For distributed big data systems such as Spark or Hadoop, a large amount of data is not a problem. The problem is data skew.

For distributed systems, the overall application time ideally decreases linearly as the system size (number of nodes) increases. If it takes 120 minutes for one machine to process a large batch of data, the ideal time is 120/3 = 40 minutes when the number of machines increases to 3. However, in order to ensure that the execution time of each machine is 1/N of that of a single machine in the distributed case, it is necessary to ensure that the tasks of each machine are equal.
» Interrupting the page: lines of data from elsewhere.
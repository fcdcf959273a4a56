//! Batch import and finalization
//!
//! The importer buckets exported records into one [`DeltaSequence`] per key,
//! indexes them by originating transaction for whitelisting, and finalizes
//! every sequence in parallel.
//!
//! # Stages
//!
//! Each stage is a rayon fan-out that completes before the next starts:
//!
//! 1. Create the sequences missing for the batch's keys (loading bases)
//! 2. Append records to their sequences, partitioned by key
//! 3. [`white_list`](Importer::white_list) voids losing transactions
//! 4. [`sort`](Importer::sort) orders every sequence
//! 5. [`finalize`](Importer::finalize) merges every sequence
//!
//! Sequences live in a DashMap behind per-key `parking_lot` mutexes, so the
//! stages never contend across keys.

use std::sync::Arc;

use dashmap::DashMap;
use parking_lot::Mutex;
use rayon::prelude::*;
use rustc_hash::{FxHashMap, FxHashSet};
use tracing::{debug, error, warn};

use parastate_core::{Error, ReadOnlyStore, Result, TxId, SYSTEM};
use parastate_storage::Univalue;

use crate::delta_sequence::DeltaSequence;

/// Import policy
#[derive(Debug, Clone, Default, PartialEq, Eq)]
pub struct ImporterConfig {
    /// Keep records that claim preexisting state the store does not have
    pub commit_if_absent: bool,
}

/// Result of finalizing a batch
#[derive(Debug, Default)]
pub struct Finalized {
    /// One merged record per key, sorted by key
    pub records: Vec<Univalue>,
    /// Keys whose merge failed with a recoverable error
    pub failures: Vec<(String, Error)>,
}

type SharedSequence = Arc<Mutex<DeltaSequence>>;

/// Groups records into per-key sequences and finalizes them
pub struct Importer {
    store: Arc<dyn ReadOnlyStore>,
    config: ImporterConfig,
    sequences: DashMap<String, SharedSequence>,
    by_tx: Mutex<FxHashMap<TxId, FxHashSet<String>>>,
}

impl Importer {
    /// Create an importer over `store` with the default policy
    pub fn new(store: Arc<dyn ReadOnlyStore>) -> Self {
        Self::with_config(store, ImporterConfig::default())
    }

    /// Create an importer over `store`
    pub fn with_config(store: Arc<dyn ReadOnlyStore>, config: ImporterConfig) -> Self {
        Importer {
            store,
            config,
            sequences: DashMap::new(),
            by_tx: Mutex::new(FxHashMap::default()),
        }
    }

    /// Import policy
    pub fn config(&self) -> &ImporterConfig {
        &self.config
    }

    /// Number of keys with a sequence
    pub fn len(&self) -> usize {
        self.sequences.len()
    }

    /// Whether no record was imported
    pub fn is_empty(&self) -> bool {
        self.sequences.is_empty()
    }

    /// Keys touched by `tx`
    pub fn keys_of(&self, tx: TxId) -> Vec<String> {
        let mut keys: Vec<String> = self
            .by_tx
            .lock()
            .get(&tx)
            .map(|keys| keys.iter().cloned().collect())
            .unwrap_or_default();
        keys.sort();
        keys
    }

    /// Import a batch of records.
    ///
    /// # Errors
    ///
    /// Returns an error if a committed base cannot be loaded from the store.
    pub fn import(&self, records: Vec<Univalue>) -> Result<()> {
        let total = records.len();
        let records: Vec<Univalue> = if self.config.commit_if_absent {
            records
        } else {
            records
                .into_par_iter()
                .filter(|r| !r.preexists() || self.store.exists(r.path()))
                .collect()
        };
        if records.len() < total {
            warn!(
                dropped = total - records.len(),
                "Dropped records whose preexisting state is absent from the store"
            );
        }

        let mut buckets: FxHashMap<String, Vec<Univalue>> = FxHashMap::default();
        {
            let mut by_tx = self.by_tx.lock();
            for record in records {
                by_tx
                    .entry(record.tx())
                    .or_default()
                    .insert(record.path().to_string());
                buckets.entry(record.path().to_string()).or_default().push(record);
            }
        }

        buckets
            .keys()
            .filter(|key| !self.sequences.contains_key(key.as_str()))
            .cloned()
            .collect::<Vec<_>>()
            .into_par_iter()
            .try_for_each(|key| -> Result<()> {
                let sequence = DeltaSequence::load(key.clone(), self.store.as_ref())?;
                self.sequences
                    .entry(key)
                    .or_insert_with(|| Arc::new(Mutex::new(sequence)));
                Ok(())
            })?;

        let keys = buckets.len();
        buckets.into_par_iter().for_each(|(key, records)| {
            if let Some(sequence) = self.sequence(&key) {
                let mut sequence = sequence.lock();
                for record in records {
                    sequence.add(record);
                }
            }
        });

        debug!(records = total, keys, "Imported batch");
        Ok(())
    }

    /// Void every record of a transaction outside `allowed`.
    ///
    /// SYSTEM records and persistent records always survive.
    pub fn white_list(&self, allowed: &[TxId]) {
        let allowed: FxHashSet<TxId> = allowed.iter().copied().collect();
        let by_tx = self.by_tx.lock();
        let mut voided = 0usize;
        for (tx, keys) in by_tx.iter() {
            if *tx == SYSTEM || allowed.contains(tx) {
                continue;
            }
            for key in keys {
                if let Some(sequence) = self.sequence(key) {
                    voided += sequence.lock().invalidate(*tx);
                }
            }
        }
        debug!(allowed = allowed.len(), voided, "Applied whitelist");
    }

    /// Sort every sequence
    pub fn sort(&self) {
        self.snapshot()
            .into_par_iter()
            .for_each(|sequence| sequence.lock().sort());
    }

    /// Finalize every sequence.
    ///
    /// Recoverable merge failures are collected per key; the key is left out
    /// of the merged records.
    ///
    /// # Errors
    ///
    /// Returns the first invariant violation encountered; no record of the
    /// batch should be committed in that case.
    pub fn finalize(&self) -> Result<Finalized> {
        let results: Vec<(String, Result<Option<Univalue>>)> = self
            .snapshot()
            .into_par_iter()
            .map(|sequence| {
                let mut sequence = sequence.lock();
                (sequence.key().to_string(), sequence.finalize())
            })
            .collect();

        let mut finalized = Finalized::default();
        for (key, result) in results {
            match result {
                Ok(Some(record)) => finalized.records.push(record),
                Ok(None) => {}
                Err(e) if e.is_fatal() => {
                    error!(key = %key, error = %e, "Finalize aborted");
                    return Err(e);
                }
                Err(e) => {
                    warn!(key = %key, error = %e, "Finalize failed for key");
                    finalized.failures.push((key, e));
                }
            }
        }
        finalized.records.sort_by(|a, b| a.path().cmp(b.path()));
        finalized.failures.sort_by(|a, b| a.0.cmp(&b.0));

        debug!(
            merged = finalized.records.len(),
            failed = finalized.failures.len(),
            "Finalized batch"
        );
        Ok(finalized)
    }

    /// Drop every sequence and index entry
    pub fn clear(&self) {
        self.sequences.clear();
        self.by_tx.lock().clear();
    }

    fn sequence(&self, key: &str) -> Option<SharedSequence> {
        self.sequences.get(key).map(|entry| Arc::clone(entry.value()))
    }

    fn snapshot(&self) -> Vec<SharedSequence> {
        self.sequences
            .iter()
            .map(|entry| Arc::clone(entry.value()))
            .collect()
    }
}
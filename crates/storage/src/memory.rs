//! In-memory committed state
//!
//! `MemoryStore` keeps encoded values in a DashMap so the importer's worker
//! threads can read it concurrently without a global lock. Values are stored
//! in their codec form, the same bytes a persistent backend would hold.

use dashmap::DashMap;
use tracing::trace;

use parastate_core::{CommitStore, ReadOnlyStore, Result, Value};

/// Concurrent in-memory key/value backend
#[derive(Debug, Default)]
pub struct MemoryStore {
    data: DashMap<String, Vec<u8>>,
}

impl MemoryStore {
    /// Create an empty store
    pub fn new() -> Self {
        Self::default()
    }

    /// Encode and store `value` at `key`
    pub fn put(&self, key: impl Into<String>, value: &Value) -> Result<()> {
        self.data.insert(key.into(), value.encode()?);
        Ok(())
    }

    /// Remove `key`, returning whether it existed
    pub fn delete(&self, key: &str) -> bool {
        self.data.remove(key).is_some()
    }

    /// Number of stored keys
    pub fn len(&self) -> usize {
        self.data.len()
    }

    /// Whether the store holds no key
    pub fn is_empty(&self) -> bool {
        self.data.is_empty()
    }

    /// All stored keys in ascending order
    pub fn keys(&self) -> Vec<String> {
        let mut keys: Vec<String> = self.data.iter().map(|e| e.key().clone()).collect();
        keys.sort();
        keys
    }
}

impl ReadOnlyStore for MemoryStore {
    fn retrieve(&self, key: &str) -> Result<Option<Value>> {
        match self.data.get(key) {
            Some(bytes) => Ok(Some(Value::decode(key, bytes.value())?)),
            None => Ok(None),
        }
    }

    fn exists(&self, key: &str) -> bool {
        self.data.contains_key(key)
    }
}

impl CommitStore for MemoryStore {
    fn commit(&self, entries: Vec<(String, Option<Value>)>) -> Result<()> {
        // Encode everything first so a codec failure leaves the store untouched
        let encoded = entries
            .into_iter()
            .map(|(key, value)| -> Result<(String, Option<Vec<u8>>)> {
                Ok((key, value.map(|v| v.encode()).transpose()?))
            })
            .collect::<Result<Vec<_>>>()?;

        for (key, bytes) in encoded {
            trace!(key = %key, deleted = bytes.is_none(), "Committing entry");
            match bytes {
                Some(bytes) => {
                    self.data.insert(key, bytes);
                }
                None => {
                    self.data.remove(&key);
                }
            }
        }
        Ok(())
    }
}
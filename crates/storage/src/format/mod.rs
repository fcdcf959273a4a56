//! Byte formats for exchanging records.
//!
//! Serialization lives here, separate from the cache and importer that
//! produce and consume the records.
//!
//! # Module Structure
//!
//! - `transitions`: offset-indexed transition log

pub mod transitions;

pub use transitions::{decode, encode, TransitionLogError};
Unfortunately, many times the distribution of tasks is uneven, even to the extent that most of the tasks are distributed to individual machines, with most of the other machines doing only a fraction of the total. For example, one machine handles 80% of the tasks and two other machines handle 10% each.

This is the biggest problem in distributed environment. This means that computing power does not expand linearly, but has a short board effect: the time consumed by a Stage is determined by the slowest Task.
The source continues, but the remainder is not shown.